## Work to complete
A complete answer includes every line below with the word "messages".

Input material START

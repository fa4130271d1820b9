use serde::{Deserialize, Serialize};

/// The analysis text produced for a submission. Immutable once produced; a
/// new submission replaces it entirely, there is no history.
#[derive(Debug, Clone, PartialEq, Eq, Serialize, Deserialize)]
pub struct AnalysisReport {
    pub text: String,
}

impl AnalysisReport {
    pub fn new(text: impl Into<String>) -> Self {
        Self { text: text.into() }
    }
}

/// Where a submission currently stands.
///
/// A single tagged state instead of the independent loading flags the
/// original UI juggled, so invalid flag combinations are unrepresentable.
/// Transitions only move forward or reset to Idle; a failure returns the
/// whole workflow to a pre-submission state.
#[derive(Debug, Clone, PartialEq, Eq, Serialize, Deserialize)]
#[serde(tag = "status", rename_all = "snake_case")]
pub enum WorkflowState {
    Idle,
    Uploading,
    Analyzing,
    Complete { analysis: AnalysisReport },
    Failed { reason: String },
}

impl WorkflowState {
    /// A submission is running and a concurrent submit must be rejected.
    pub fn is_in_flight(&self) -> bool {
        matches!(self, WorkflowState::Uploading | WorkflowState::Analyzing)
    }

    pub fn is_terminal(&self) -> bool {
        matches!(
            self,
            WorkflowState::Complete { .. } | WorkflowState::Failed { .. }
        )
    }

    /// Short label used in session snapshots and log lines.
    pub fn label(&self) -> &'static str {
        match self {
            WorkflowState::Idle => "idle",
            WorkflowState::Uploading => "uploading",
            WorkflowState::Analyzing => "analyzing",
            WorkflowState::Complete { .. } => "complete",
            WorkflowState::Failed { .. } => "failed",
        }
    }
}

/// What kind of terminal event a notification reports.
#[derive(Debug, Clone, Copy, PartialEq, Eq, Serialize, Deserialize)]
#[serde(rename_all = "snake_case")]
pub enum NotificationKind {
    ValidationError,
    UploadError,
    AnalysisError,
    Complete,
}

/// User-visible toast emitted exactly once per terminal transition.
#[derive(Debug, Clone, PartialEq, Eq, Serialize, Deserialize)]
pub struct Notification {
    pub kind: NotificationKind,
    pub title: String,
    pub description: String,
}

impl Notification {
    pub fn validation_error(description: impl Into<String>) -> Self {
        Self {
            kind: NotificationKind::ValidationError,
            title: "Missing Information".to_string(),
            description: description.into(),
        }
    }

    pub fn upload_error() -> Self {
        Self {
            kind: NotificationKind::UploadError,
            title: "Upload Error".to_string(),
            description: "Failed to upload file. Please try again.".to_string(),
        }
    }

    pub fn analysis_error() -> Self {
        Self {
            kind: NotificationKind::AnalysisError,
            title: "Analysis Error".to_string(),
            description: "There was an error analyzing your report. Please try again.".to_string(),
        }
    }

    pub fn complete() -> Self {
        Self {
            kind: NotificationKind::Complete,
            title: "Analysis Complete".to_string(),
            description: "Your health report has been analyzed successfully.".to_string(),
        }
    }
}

Input material END
Input material START

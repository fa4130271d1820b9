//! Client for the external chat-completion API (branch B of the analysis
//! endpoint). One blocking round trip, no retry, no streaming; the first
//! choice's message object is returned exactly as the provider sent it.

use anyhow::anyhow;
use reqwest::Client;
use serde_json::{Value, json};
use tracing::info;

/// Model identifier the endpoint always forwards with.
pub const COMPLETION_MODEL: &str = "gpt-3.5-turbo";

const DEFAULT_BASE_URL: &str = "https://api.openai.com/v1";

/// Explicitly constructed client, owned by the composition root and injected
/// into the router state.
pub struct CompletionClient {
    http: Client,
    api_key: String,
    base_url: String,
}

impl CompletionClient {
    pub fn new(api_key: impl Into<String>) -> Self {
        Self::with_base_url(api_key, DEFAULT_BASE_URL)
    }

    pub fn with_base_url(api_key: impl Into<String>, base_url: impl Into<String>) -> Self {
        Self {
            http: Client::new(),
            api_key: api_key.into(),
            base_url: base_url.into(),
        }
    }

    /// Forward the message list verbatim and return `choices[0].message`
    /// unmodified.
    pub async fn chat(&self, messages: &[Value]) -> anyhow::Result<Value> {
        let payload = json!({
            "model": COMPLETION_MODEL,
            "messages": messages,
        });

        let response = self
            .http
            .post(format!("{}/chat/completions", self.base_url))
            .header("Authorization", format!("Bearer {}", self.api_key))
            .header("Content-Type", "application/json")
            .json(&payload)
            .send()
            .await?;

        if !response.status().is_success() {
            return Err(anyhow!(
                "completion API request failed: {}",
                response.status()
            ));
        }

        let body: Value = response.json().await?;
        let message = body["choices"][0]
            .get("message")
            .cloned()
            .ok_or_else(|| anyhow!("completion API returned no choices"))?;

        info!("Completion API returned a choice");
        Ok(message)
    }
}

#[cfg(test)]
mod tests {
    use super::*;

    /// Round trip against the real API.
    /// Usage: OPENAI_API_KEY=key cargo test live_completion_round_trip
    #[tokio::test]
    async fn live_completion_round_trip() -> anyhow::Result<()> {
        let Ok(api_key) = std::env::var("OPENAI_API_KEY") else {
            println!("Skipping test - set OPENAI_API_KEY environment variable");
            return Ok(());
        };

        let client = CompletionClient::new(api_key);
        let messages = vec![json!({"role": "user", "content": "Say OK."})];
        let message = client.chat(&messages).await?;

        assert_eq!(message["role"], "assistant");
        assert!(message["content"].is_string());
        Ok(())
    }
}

Input material END

## Output of the exercise
    pub async fn chat(&self, messages: &[Value]) -> anyhow::Result<Value> {
            "messages": messages,
        let messages = vec![json!({"role": "user", "content": "Say OK."})];
        let message = client.chat(&messages).await?;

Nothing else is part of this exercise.